[Given information Boundary: Start]

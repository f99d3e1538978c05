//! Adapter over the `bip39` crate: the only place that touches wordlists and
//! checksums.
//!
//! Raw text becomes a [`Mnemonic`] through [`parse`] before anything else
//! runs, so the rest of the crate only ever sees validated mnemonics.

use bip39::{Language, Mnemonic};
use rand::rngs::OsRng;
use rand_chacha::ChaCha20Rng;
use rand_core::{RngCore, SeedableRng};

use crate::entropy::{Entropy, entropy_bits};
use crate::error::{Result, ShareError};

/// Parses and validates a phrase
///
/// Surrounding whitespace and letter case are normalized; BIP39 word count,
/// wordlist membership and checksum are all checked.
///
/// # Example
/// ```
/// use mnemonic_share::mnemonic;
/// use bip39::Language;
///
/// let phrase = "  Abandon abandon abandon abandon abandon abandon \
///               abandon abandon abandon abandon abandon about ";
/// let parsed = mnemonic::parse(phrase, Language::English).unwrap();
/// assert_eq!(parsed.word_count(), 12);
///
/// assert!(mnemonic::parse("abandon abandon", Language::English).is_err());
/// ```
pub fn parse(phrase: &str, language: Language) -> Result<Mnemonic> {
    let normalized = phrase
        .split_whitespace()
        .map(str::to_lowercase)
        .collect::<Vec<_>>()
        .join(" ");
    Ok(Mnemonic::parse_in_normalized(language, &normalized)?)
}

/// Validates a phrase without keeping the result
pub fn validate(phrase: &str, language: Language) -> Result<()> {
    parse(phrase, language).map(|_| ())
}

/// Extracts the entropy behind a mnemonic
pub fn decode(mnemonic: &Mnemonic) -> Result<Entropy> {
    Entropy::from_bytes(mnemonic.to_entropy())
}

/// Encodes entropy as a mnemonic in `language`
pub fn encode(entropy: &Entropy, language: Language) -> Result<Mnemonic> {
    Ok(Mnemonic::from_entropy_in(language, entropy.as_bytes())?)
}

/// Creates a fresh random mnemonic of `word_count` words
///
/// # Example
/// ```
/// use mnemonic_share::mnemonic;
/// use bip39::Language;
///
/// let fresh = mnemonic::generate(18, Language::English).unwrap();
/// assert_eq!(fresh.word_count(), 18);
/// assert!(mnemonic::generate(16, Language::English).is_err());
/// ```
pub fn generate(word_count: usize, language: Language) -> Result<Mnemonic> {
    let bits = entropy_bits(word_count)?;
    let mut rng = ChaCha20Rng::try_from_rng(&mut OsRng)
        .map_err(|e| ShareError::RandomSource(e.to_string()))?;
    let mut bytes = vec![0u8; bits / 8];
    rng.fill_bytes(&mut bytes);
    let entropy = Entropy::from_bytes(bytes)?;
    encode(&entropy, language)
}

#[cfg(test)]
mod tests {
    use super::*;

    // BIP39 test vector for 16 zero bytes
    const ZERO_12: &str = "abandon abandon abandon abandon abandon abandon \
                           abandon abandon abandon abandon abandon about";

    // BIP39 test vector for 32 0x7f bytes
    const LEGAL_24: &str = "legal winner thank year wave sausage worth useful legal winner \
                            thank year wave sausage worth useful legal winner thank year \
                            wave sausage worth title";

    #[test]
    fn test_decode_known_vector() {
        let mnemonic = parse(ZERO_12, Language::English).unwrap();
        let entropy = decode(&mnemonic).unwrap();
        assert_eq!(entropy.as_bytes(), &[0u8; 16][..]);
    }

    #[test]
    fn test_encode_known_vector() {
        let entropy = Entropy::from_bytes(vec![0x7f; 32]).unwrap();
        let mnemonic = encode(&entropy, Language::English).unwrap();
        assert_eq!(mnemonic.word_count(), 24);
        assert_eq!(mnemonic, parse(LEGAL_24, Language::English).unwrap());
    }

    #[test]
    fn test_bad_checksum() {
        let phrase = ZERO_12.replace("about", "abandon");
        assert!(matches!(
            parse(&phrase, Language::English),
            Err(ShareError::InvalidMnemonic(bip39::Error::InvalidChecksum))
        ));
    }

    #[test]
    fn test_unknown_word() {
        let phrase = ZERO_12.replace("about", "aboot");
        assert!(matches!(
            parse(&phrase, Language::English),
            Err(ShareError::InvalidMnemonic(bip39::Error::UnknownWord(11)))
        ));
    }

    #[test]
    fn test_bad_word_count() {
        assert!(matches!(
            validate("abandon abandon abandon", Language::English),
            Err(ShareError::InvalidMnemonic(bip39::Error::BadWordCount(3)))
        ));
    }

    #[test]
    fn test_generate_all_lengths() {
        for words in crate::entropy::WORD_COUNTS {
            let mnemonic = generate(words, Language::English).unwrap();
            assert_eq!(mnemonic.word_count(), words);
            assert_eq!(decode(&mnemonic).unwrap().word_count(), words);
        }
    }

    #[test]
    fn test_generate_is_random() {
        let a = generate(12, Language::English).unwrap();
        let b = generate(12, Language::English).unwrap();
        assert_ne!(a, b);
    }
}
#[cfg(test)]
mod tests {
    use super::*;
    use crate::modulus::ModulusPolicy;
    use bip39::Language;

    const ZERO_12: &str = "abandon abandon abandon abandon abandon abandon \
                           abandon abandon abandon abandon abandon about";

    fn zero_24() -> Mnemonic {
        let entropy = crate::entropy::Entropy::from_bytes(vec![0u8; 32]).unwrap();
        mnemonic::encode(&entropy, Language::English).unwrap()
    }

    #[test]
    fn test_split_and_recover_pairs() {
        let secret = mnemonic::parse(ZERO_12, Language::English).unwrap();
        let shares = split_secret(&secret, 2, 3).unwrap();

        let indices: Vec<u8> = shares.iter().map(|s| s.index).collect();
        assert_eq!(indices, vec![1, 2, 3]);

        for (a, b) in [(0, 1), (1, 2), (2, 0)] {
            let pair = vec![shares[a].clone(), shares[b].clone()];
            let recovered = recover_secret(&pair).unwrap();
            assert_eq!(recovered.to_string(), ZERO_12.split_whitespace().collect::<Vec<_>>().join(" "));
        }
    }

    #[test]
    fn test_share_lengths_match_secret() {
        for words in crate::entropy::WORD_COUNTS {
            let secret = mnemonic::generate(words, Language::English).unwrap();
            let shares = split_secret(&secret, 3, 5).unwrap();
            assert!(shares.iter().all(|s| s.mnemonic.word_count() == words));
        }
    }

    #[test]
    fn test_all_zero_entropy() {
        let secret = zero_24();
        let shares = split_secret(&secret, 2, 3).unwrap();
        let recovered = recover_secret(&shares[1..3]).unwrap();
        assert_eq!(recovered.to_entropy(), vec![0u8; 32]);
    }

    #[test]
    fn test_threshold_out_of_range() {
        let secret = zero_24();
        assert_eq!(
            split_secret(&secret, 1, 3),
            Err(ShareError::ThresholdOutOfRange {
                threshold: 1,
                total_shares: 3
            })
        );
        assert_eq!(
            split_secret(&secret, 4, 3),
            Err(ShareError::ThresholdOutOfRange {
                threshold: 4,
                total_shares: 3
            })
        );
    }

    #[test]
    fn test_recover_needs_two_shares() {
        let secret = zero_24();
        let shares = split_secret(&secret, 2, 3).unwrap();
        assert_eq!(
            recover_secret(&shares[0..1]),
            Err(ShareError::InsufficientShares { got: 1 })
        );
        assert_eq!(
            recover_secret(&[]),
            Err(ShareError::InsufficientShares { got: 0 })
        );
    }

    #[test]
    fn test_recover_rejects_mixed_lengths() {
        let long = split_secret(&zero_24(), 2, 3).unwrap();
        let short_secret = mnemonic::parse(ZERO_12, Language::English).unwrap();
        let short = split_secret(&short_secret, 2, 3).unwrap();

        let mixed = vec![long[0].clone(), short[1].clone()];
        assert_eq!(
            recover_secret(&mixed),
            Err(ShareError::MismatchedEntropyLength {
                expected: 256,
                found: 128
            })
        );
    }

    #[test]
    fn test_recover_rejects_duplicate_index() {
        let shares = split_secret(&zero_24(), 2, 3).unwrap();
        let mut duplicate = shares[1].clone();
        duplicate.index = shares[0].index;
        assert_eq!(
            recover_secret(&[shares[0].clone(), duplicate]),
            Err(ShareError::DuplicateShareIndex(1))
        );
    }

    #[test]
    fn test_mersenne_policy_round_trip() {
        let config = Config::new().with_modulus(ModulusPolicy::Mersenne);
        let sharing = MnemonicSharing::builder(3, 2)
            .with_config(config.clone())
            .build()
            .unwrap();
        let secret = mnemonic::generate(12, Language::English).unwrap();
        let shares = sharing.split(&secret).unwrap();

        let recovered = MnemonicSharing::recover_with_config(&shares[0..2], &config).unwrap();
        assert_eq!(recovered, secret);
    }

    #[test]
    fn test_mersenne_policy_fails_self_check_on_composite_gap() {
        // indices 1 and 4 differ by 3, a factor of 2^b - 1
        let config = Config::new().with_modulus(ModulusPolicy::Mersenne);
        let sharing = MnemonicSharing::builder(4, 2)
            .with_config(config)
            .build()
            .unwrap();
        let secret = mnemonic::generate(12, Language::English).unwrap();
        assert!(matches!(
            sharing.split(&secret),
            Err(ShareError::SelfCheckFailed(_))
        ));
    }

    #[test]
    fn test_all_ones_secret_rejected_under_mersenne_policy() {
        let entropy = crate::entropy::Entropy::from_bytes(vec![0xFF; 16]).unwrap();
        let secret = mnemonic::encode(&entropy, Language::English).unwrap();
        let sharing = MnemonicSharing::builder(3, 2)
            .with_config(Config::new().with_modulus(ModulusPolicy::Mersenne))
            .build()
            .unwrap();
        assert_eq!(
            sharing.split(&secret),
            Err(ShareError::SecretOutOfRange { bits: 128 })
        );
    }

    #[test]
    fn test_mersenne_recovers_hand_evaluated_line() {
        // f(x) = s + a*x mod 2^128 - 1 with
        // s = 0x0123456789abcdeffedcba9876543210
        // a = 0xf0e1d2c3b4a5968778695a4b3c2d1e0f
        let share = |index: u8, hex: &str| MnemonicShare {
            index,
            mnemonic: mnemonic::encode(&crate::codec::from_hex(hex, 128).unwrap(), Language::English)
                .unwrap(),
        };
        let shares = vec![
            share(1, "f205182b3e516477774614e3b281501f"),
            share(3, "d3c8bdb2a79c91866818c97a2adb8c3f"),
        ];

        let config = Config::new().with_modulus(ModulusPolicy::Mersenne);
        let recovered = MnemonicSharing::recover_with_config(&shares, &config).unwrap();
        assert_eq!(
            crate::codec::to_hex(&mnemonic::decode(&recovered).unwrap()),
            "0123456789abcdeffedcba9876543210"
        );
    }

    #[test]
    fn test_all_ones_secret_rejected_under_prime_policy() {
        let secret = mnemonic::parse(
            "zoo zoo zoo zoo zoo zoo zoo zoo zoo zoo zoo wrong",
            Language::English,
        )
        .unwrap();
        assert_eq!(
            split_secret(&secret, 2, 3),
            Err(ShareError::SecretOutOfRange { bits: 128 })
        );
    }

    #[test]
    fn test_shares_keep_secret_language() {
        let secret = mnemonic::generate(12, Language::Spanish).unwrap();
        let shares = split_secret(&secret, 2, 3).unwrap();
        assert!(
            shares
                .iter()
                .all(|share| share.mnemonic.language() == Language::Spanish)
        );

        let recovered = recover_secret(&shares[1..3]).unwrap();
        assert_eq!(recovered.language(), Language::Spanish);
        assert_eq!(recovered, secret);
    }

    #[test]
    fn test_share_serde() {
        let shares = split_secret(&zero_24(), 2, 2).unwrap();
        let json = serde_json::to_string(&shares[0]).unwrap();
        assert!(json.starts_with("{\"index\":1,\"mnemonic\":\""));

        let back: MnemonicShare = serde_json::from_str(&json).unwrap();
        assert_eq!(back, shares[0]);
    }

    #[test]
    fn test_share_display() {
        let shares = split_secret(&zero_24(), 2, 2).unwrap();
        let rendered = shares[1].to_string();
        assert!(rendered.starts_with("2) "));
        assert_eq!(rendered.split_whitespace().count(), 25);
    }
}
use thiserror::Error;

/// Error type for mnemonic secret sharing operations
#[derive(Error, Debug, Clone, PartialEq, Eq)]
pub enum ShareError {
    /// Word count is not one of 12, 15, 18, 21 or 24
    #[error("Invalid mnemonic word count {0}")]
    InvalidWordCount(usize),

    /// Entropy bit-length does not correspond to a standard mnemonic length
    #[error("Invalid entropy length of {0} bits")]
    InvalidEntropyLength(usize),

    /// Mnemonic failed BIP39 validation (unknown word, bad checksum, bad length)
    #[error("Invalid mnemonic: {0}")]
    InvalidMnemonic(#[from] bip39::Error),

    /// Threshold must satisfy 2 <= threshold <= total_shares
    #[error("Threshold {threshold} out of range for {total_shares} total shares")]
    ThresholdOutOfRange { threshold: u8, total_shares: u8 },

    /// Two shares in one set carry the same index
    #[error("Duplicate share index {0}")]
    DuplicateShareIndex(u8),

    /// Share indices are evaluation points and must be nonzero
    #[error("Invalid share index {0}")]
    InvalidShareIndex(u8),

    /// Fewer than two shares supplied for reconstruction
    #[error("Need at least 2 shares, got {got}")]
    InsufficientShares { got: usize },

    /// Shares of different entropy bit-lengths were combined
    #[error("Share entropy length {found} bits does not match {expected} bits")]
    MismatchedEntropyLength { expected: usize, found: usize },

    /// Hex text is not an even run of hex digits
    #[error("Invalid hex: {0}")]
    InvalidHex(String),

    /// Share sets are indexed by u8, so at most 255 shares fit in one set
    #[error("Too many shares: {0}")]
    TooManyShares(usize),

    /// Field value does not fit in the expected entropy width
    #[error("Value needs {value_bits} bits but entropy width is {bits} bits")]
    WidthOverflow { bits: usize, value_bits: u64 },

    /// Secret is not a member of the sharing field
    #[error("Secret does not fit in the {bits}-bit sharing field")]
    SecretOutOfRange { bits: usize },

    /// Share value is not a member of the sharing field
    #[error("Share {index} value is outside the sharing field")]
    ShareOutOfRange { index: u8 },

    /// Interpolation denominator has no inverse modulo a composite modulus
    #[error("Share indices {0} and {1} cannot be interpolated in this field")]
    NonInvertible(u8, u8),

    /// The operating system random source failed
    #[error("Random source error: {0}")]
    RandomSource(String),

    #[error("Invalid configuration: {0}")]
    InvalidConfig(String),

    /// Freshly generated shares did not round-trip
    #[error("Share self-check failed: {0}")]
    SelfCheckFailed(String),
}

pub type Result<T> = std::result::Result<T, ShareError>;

[Given information Boundary: End]

▶ Work to be completed
Copying word for word, give each line of the data above from the first one through the line containing "use rand_chacha::ChaCha20Rng;", and nothing else.

▶ Task solution
repository f99d3e1538978c05
//! Adapter over the `bip39` crate: the only place that touches wordlists and
//! checksums.
//!
//! Raw text becomes a [`Mnemonic`] through [`parse`] before anything else
//! runs, so the rest of the crate only ever sees validated mnemonics.

use bip39::{Language, Mnemonic};
use rand::rngs::OsRng;
use rand_chacha::ChaCha20Rng;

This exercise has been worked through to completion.